------ DATASET ENTRIES ------

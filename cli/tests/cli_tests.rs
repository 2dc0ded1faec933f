//! CLI binary integration tests using assert_cmd + predicates.

use assert_cmd::Command;
use predicates::prelude::*;
use std::fs;
use tempfile::TempDir;

#[allow(deprecated)]
fn cmd() -> Command {
    Command::cargo_bin("shunt").expect("binary should exist")
}

// ── Convert from Arguments ──────────────────────────────────────────────────

#[test]
fn test_convert_args() {
    cmd()
        .args(["convert", "A", "*", "(", "B", "+", "C", ")"])
        .assert()
        .success()
        .stdout("A B C + *\n");
}

#[test]
fn test_convert_args_with_minus() {
    cmd()
        .args(["convert", "A", "-", "B", "+", "C"])
        .assert()
        .success()
        .stdout("A B - C +\n");
}

#[test]
fn test_convert_json_format() {
    cmd()
        .args(["convert", "--format", "json", "A", "^", "B", "^", "C"])
        .assert()
        .success()
        .stdout("[\"A\",\"B\",\"C\",\"^\",\"^\"]\n");
}

// ── Convert from Stdin / File ───────────────────────────────────────────────

#[test]
fn test_convert_stdin_lines() {
    cmd()
        .arg("convert")
        .write_stdin("A * B + C\n\nA + B * C\n")
        .assert()
        .success()
        .stdout("A B * C +\nA B C * +\n");
}

#[test]
fn test_convert_input_file() {
    let dir = TempDir::new().unwrap();
    let input = dir.path().join("exprs.txt");
    fs::write(&input, "5 + 2 / ( 3 - 8 ) ^ 5 ^ 2\n").unwrap();

    cmd()
        .args(["convert", "-i", input.to_str().unwrap()])
        .assert()
        .success()
        .stdout("5 2 3 8 - 5 2 ^ ^ / +\n");
}

// ── Errors ──────────────────────────────────────────────────────────────────

#[test]
fn test_unbalanced_parentheses() {
    cmd()
        .args(["convert", "A", "+", ")"])
        .assert()
        .failure()
        .stderr(predicate::str::contains("Unbalanced parentheses"));
}

#[test]
fn test_invalid_token_names_line() {
    cmd()
        .arg("convert")
        .write_stdin("A + B\nA @ B\n")
        .assert()
        .failure()
        .stdout("A B +\n")
        .stderr(predicate::str::contains("line 2"))
        .stderr(predicate::str::contains("[@]"));
}

#[test]
fn test_strict_parens() {
    cmd()
        .args(["convert", "(", "A"])
        .assert()
        .success()
        .stdout("A (\n");

    cmd()
        .args(["convert", "--strict-parens", "(", "A"])
        .assert()
        .failure()
        .stderr(predicate::str::contains("Unclosed parenthesis"));
}

#[test]
fn test_max_depth_from_config_file() {
    let dir = TempDir::new().unwrap();
    let config = dir.path().join("options.json");
    fs::write(&config, r#"{"max-depth": 1, "unclosed-groups": "emit"}"#).unwrap();

    cmd()
        .args(["convert", "--config", config.to_str().unwrap(), "(", "(", "A", ")", ")"])
        .assert()
        .failure()
        .stderr(predicate::str::contains("nesting too deep"));
}

#[test]
fn test_missing_input_file() {
    cmd()
        .args(["convert", "-i", "/nonexistent/exprs.txt"])
        .assert()
        .failure()
        .stderr(predicate::str::contains("Failed to open input file"));
}

// ── Check / Table / Help ────────────────────────────────────────────────────

#[test]
fn test_check_builtin_cases() {
    cmd()
        .arg("check")
        .assert()
        .success()
        .stdout(predicate::str::contains("PASS #1"))
        .stdout(predicate::str::contains("Passed 9 of 9"));
}

#[test]
fn test_table_output() {
    cmd()
        .arg("table")
        .assert()
        .success()
        .stdout(predicate::str::contains("precedence"))
        .stdout(predicate::str::is_match(r"\^\s+13\s+right").unwrap())
        .stdout(predicate::str::is_match(r"\|\|\s+3\s+left").unwrap());
}

#[test]
fn test_help_output() {
    cmd()
        .arg("--help")
        .assert()
        .success()
        .stdout(predicate::str::contains("convert"))
        .stdout(predicate::str::contains("check"));
}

------

- _EXERCISE_: Please report only the count of lines in the entries above where the word "tests" appears.

- _ANSWER_: 2